In 1986 the country was able to provide every citizen with two meals a day and ten liters of water, which earned Sankara the praise of the United Nations Special Rapporteur on the right to food when he said: “He defeated hunger, Burkina became self-sufficient in four years.” For example, Thomas Sankara lives modestly by traveling in a Renault 5, traveling little and earning a small salary.

At the international level, he denounces the injustices of globalization, the financial system that has enriched the few, and the heaviness of the debt of Southern countries, a debt whose legitimacy it challenged in 1987 in Addis Ababa and referred to countries as Africans. not pay back. Sankara described himself as an anti-imperialist.

When François Mitterrand arrived in Burkina Faso in November 1986, he publicly denounced him for receiving South African Prime Minister Pieter Botha and UNITA leader Jonas Savimbi in blood from head to foot”. It cooperates closely with Cuba, where in September 1986, after vocational training, Burkina sent 600 young people to participate in its development.

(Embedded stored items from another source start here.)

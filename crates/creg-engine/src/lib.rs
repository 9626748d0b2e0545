//! Certificate registry engine.
//!
//! Composes the ledger, the student index, and a blob store into the three
//! operations presentation layers call: [`Registry::issue`],
//! [`Registry::verify`], and [`Registry::list_by_student`].
//!
//! Construct one [`Registry`] at process start (from a [`RegistryConfig`] or
//! from explicit backends) and share it; there is no global instance.

pub mod config;
pub mod error;
pub mod outcome;
pub mod registry;

pub use config::{Backend, RegistryConfig};
pub use error::{EngineError, EngineResult, IssueError};
pub use outcome::{IssueReceipt, RegistryStats, VerificationOutcome};
pub use registry::Registry;

// Re-export key types
pub use creg_index::ConsistencyReport;
pub use creg_types::{
    BlobRef, CertificateId, CertificateRecord, Clock, FixedClock, Grade, IssueRequest, IssuedAt,
    SystemClock,
};
use std::collections::HashMap;
use std::sync::RwLock;

use creg_types::{CertificateId, CertificateRecord};
use tracing::debug;

use crate::error::{LedgerError, LedgerResult};
use crate::traits::CertificateLedger;

/// Record map plus insertion order. Shared by the in-memory and WAL ledgers.
#[derive(Default)]
pub(crate) struct LedgerState {
    records: HashMap<CertificateId, CertificateRecord>,
    order: Vec<CertificateId>,
}

impl LedgerState {
    pub(crate) fn contains(&self, id: &CertificateId) -> bool {
        self.records.contains_key(id)
    }

    pub(crate) fn get(&self, id: &CertificateId) -> Option<CertificateRecord> {
        self.records.get(id).cloned()
    }

    pub(crate) fn len(&self) -> usize {
        self.order.len()
    }

    /// Insert-if-absent. The caller holds whatever lock makes this atomic.
    pub(crate) fn insert(&mut self, record: CertificateRecord) -> LedgerResult<()> {
        if self.records.contains_key(&record.id) {
            return Err(LedgerError::DuplicateId(record.id));
        }
        self.order.push(record.id);
        self.records.insert(record.id, record);
        Ok(())
    }

    pub(crate) fn records(&self) -> Vec<CertificateRecord> {
        self.order
            .iter()
            .filter_map(|id| self.records.get(id).cloned())
            .collect()
    }
}

/// In-memory ledger for tests, local demos, and embedding.
pub struct InMemoryLedger {
    inner: RwLock<LedgerState>,
}

impl InMemoryLedger {
    pub fn new() -> Self {
        Self {
            inner: RwLock::new(LedgerState::default()),
        }
    }
}

impl Default for InMemoryLedger {
    fn default() -> Self {
        Self::new()
    }
}

impl CertificateLedger for InMemoryLedger {
    fn insert(&self, record: CertificateRecord) -> LedgerResult<()> {
        let mut state = self.inner.write().map_err(|_| LedgerError::Poisoned)?;
        let id = record.id;
        state.insert(record)?;
        debug!(id = %id.short_id(), "certificate inserted");
        Ok(())
    }

    fn get(&self, id: &CertificateId) -> LedgerResult<Option<CertificateRecord>> {
        let state = self.inner.read().map_err(|_| LedgerError::Poisoned)?;
        Ok(state.get(id))
    }

    fn contains(&self, id: &CertificateId) -> LedgerResult<bool> {
        let state = self.inner.read().map_err(|_| LedgerError::Poisoned)?;
        Ok(state.contains(id))
    }

    fn len(&self) -> LedgerResult<usize> {
        let state = self.inner.read().map_err(|_| LedgerError::Poisoned)?;
        Ok(state.len())
    }

    fn records(&self) -> LedgerResult<Vec<CertificateRecord>> {
        let state = self.inner.read().map_err(|_| LedgerError::Poisoned)?;
        Ok(state.records())
    }
}

impl std::fmt::Debug for InMemoryLedger {
    fn fmt(&self, f: &mut std::fmt::Formatter<'_>) -> std::fmt::Result {
        f.debug_struct("InMemoryLedger")
            .field("record_count", &self.len().unwrap_or(0))
            .finish()
    }
}
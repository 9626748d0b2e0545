use std::sync::Arc;

use creg_blob::{BlobAdapter, BlobStore, FsBlobStore, InMemoryBlobStore};
use creg_index::{ConsistencyReport, InMemoryStudentIndex, StudentIndex};
use creg_ledger::{CertificateLedger, InMemoryLedger, SyncMode, WalConfig, WalLedger};
use creg_types::{CertificateId, CertificateRecord, Clock, IssueRequest, SystemClock};
use tracing::{debug, error, info, warn};

use crate::config::{Backend, RegistryConfig};
use crate::error::{EngineError, EngineResult, IssueError};
use crate::outcome::{IssueReceipt, RegistryStats, VerificationOutcome};

/// The certificate registry: issuance, verification, and listing.
///
/// `issue` is the only write path. It stores the payload, derives the id,
/// inserts into the ledger, and only then appends to the student index, so
/// a reader never sees an index entry ahead of its record. Every other
/// operation is read-only and runs concurrently with writers.
pub struct Registry {
    ledger: Arc<dyn CertificateLedger>,
    index: Arc<dyn StudentIndex>,
    blobs: BlobAdapter,
    clock: Arc<dyn Clock>,
    append_attempts: u32,
}

impl Registry {
    /// Assemble a registry from explicit backends.
    pub fn new(
        ledger: Arc<dyn CertificateLedger>,
        index: Arc<dyn StudentIndex>,
        blobs: BlobAdapter,
    ) -> Self {
        Self {
            ledger,
            index,
            blobs,
            clock: Arc::new(SystemClock),
            append_attempts: RegistryConfig::default().append_attempts,
        }
    }

    /// A fresh, empty, fully in-memory registry.
    pub fn in_memory() -> Self {
        Self::new(
            Arc::new(InMemoryLedger::new()),
            Arc::new(InMemoryStudentIndex::new()),
            BlobAdapter::new(Arc::new(InMemoryBlobStore::new())),
        )
    }

    /// Build the backends `config` names. Durable registries replay their
    /// ledger log and rebuild the student index from it.
    pub fn from_config(config: &RegistryConfig) -> EngineResult<Self> {
        config.validate()?;

        let (ledger, store): (Arc<dyn CertificateLedger>, Arc<dyn BlobStore>) =
            match config.backend {
                Backend::Memory => (
                    Arc::new(InMemoryLedger::new()),
                    Arc::new(InMemoryBlobStore::new()),
                ),
                Backend::Durable => {
                    let data_dir = config.data_dir.as_deref().ok_or_else(|| {
                        EngineError::Config("durable backend requires data_dir".into())
                    })?;
                    let wal_config = WalConfig {
                        sync_mode: if config.sync_writes {
                            SyncMode::EveryWrite
                        } else {
                            SyncMode::OsDefault
                        },
                    };
                    let ledger =
                        WalLedger::open(&RegistryConfig::ledger_path(data_dir), wal_config)?;
                    let store = FsBlobStore::open(RegistryConfig::blob_root(data_dir))?;
                    (Arc::new(ledger), Arc::new(store))
                }
            };

        let mut blobs = BlobAdapter::new(store);
        if let Some(base) = &config.locator_base {
            blobs = blobs.with_locator_base(base.clone());
        }

        let registry = Self::new(ledger, Arc::new(InMemoryStudentIndex::new()), blobs)
            .with_append_attempts(config.append_attempts);
        registry.rebuild_index()?;
        info!(backend = ?config.backend, "registry ready");
        Ok(registry)
    }

    /// Replace the source of issuance instants.
    pub fn with_clock(mut self, clock: Arc<dyn Clock>) -> Self {
        self.clock = clock;
        self
    }

    /// Attempts at the post-insert index append (minimum 1).
    pub fn with_append_attempts(mut self, attempts: u32) -> Self {
        self.append_attempts = attempts.max(1);
        self
    }

    // ---- Issuance ----

    /// Issue a certificate.
    ///
    /// Fails before any ledger mutation if the request is invalid or the
    /// payload cannot be stored. Fails with [`IssueError::Duplicate`] if a
    /// certificate with the same student, course, and issuance millisecond
    /// already exists.
    pub fn issue(&self, mut request: IssueRequest) -> Result<IssueReceipt, IssueError> {
        if request.student_id.trim().is_empty() {
            return Err(IssueError::InvalidRequest("student id must not be empty".into()));
        }
        if request.payload.is_empty() {
            return Err(IssueError::InvalidRequest("certificate payload is empty".into()));
        }

        let payload = std::mem::take(&mut request.payload);
        let blob_ref = self.blobs.store(&payload)?;

        let issued_at = self.clock.now();
        let id = creg_crypto::derive(&request.student_id, &request.course, issued_at);
        let record = request.into_record(id, blob_ref.clone(), issued_at);

        if let Err(err) = self.ledger.insert(record.clone()) {
            let err = IssueError::from(err);
            if matches!(err, IssueError::Duplicate(_)) {
                warn!(id = %id.short_id(), blob = %blob_ref, "duplicate issuance rejected; blob left unreferenced");
            }
            return Err(err);
        }

        self.append_with_retry(&record.student_id, id)?;

        info!(
            id = %id.short_id(),
            student = %record.student_id,
            issued_at = issued_at.as_millis(),
            "certificate issued"
        );
        Ok(IssueReceipt {
            id,
            blob_ref,
            record,
        })
    }

    /// The ledger record is already durable; never roll it back. Appends are
    /// idempotent, so retrying after a partial failure is safe.
    fn append_with_retry(&self, student_id: &str, id: CertificateId) -> Result<(), IssueError> {
        let mut attempt = 1;
        loop {
            match self.index.append(student_id, id) {
                Ok(()) => return Ok(()),
                Err(err) if attempt < self.append_attempts => {
                    warn!(id = %id.short_id(), attempt, error = %err, "index append failed; retrying");
                    attempt += 1;
                }
                Err(err) => {
                    error!(id = %id.short_id(), attempts = attempt, error = %err, "index append failed; ledger record kept");
                    return Err(IssueError::IndexAppend { id, source: err });
                }
            }
        }
    }

    // ---- Queries ----

    /// Look up a certificate by the id string a verifier typed in.
    ///
    /// Strings that are not well-formed ids are `NotFound`, exactly like
    /// well-formed ids that were never issued.
    pub fn verify(&self, id: &str) -> EngineResult<VerificationOutcome> {
        match CertificateId::parse(id) {
            Ok(id) => self.verify_id(&id),
            Err(err) => {
                debug!(input = id, error = %err, "unparsable certificate id");
                Ok(VerificationOutcome::NotFound)
            }
        }
    }

    pub fn verify_id(&self, id: &CertificateId) -> EngineResult<VerificationOutcome> {
        let Some(record) = self.ledger.get(id)? else {
            debug!(id = %id.short_id(), "certificate not found");
            return Ok(VerificationOutcome::NotFound);
        };

        let locator = match self.blobs.resolve(&record.blob_ref) {
            Ok(locator) => Some(locator),
            Err(err) => {
                warn!(id = %id.short_id(), blob = %record.blob_ref, error = %err, "could not resolve certificate payload");
                None
            }
        };
        Ok(VerificationOutcome::Verified { record, locator })
    }

    /// Every certificate held by `student_id`, in issuance order.
    pub fn list_by_student(&self, student_id: &str) -> EngineResult<Vec<CertificateRecord>> {
        let ids = self.index.list(student_id)?;
        let mut records = Vec::with_capacity(ids.len());
        for id in ids {
            match self.ledger.get(&id)? {
                Some(record) => records.push(record),
                None => {
                    error!(student = student_id, id = %id.short_id(), "student index references a missing ledger record");
                    return Err(EngineError::ConsistencyViolation {
                        student_id: student_id.to_string(),
                        id,
                    });
                }
            }
        }
        Ok(records)
    }

    /// Download the certificate document.
    pub fn fetch_payload(&self, id: &CertificateId) -> EngineResult<Vec<u8>> {
        let record = self
            .ledger
            .get(id)?
            .ok_or(EngineError::UnknownCertificate(*id))?;
        Ok(self.blobs.fetch(&record.blob_ref)?)
    }

    // ---- Maintenance ----

    /// Regenerate the student index from the ledger.
    pub fn rebuild_index(&self) -> EngineResult<usize> {
        Ok(creg_index::rebuild(self.ledger.as_ref(), self.index.as_ref())?)
    }

    /// Compare the student index against the ledger.
    pub fn audit(&self) -> EngineResult<ConsistencyReport> {
        Ok(creg_index::audit(self.ledger.as_ref(), self.index.as_ref())?)
    }

    /// Ledger records whose payload the blob store no longer holds.
    pub fn missing_blobs(&self) -> EngineResult<Vec<CertificateId>> {
        let mut missing = Vec::new();
        for record in self.ledger.records()? {
            if !self.blobs.exists(&record.blob_ref)? {
                warn!(id = %record.id.short_id(), blob = %record.blob_ref, "certificate payload missing from blob store");
                missing.push(record.id);
            }
        }
        Ok(missing)
    }

    pub fn stats(&self) -> EngineResult<RegistryStats> {
        Ok(RegistryStats {
            certificates: self.ledger.len()?,
            students: self.index.students()?.len(),
        })
    }
}

impl std::fmt::Debug for Registry {
    fn fmt(&self, f: &mut std::fmt::Formatter<'_>) -> std::fmt::Result {
        f.debug_struct("Registry")
            .field("blobs", &self.blobs)
            .field("append_attempts", &self.append_attempts)
            .finish()
    }
}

It condemns the US support to Israel and South Africa, the US occupation of Grenada, calls for the end of the veto right granted to the great powers, and speaks in favor of Western Sahara, Palestine, Palestine. Nicaraguan Sandinistas and the ANC.
From then on, France, through the socialist Guy Penne and several African regimes close to Paris, worked to overthrow him. Compaoré and Sankara talk to each other less and less. Distrust begins to settle between the two brothers and friends.

On October 15, 1987, Sankara was killed. According to the testimony of Alouna Traoré, the only survivor, Thomas Sankara, leaving the room where he met with the other 12, said to his cabinet members: “Don’t move, I’m the one they need.” Thirteen days before the tragedy, he declared: “Our revolution is only behind us, to our side. and when we look ahead, it will be valuable if we can say that the Burkinabès are a little happier thanks to him.

Because they have healthy water to drink, because they have ample and sufficient food, because they are in brilliant health, because they have an education, because they have decent housing, because they are better dressed, because they have the right to leisure, because they have more freedom, more democracy, more opportunity to enjoy the reputation. Revolution is happiness. We cannot speak of success without happiness.”

To bring this happiness that Compaoré made him pass from life to death? During his undisputed 27-year reign, did the former dictator make his compatriots happy people? However, we may doubt this when we know that the same citizens overthrew him from power in October 2014. In ‘Jeune Afrique’ of 30 May 1989, Compaoré speculates that Thomas Sankara had betrayed the August 1983 revolution and that he himself had come to power. No pity for the traitors, Sankara’s family and the people of Burkina Faso recently apologized. Does Ouaga’s former dictator express sincere remorse or is he a ruse to escape a life sentence and return to power? One thing is certain:

On October 15, 1987, Africa lost a hero, a leader who knew how to combine words with action (see Bruno Jaffré, ‘Thomas Sankara, la liberté contre le destin’, Paris, Syllepse, 2017), leaving a lasting mark in the history of his country and continent. , a true revolutionary, persuasive and persuasive Pan-Africanist. Sankara was all that, but above all he was brother, comrade and paraclete (lawyer) of the humiliated and disadvantaged.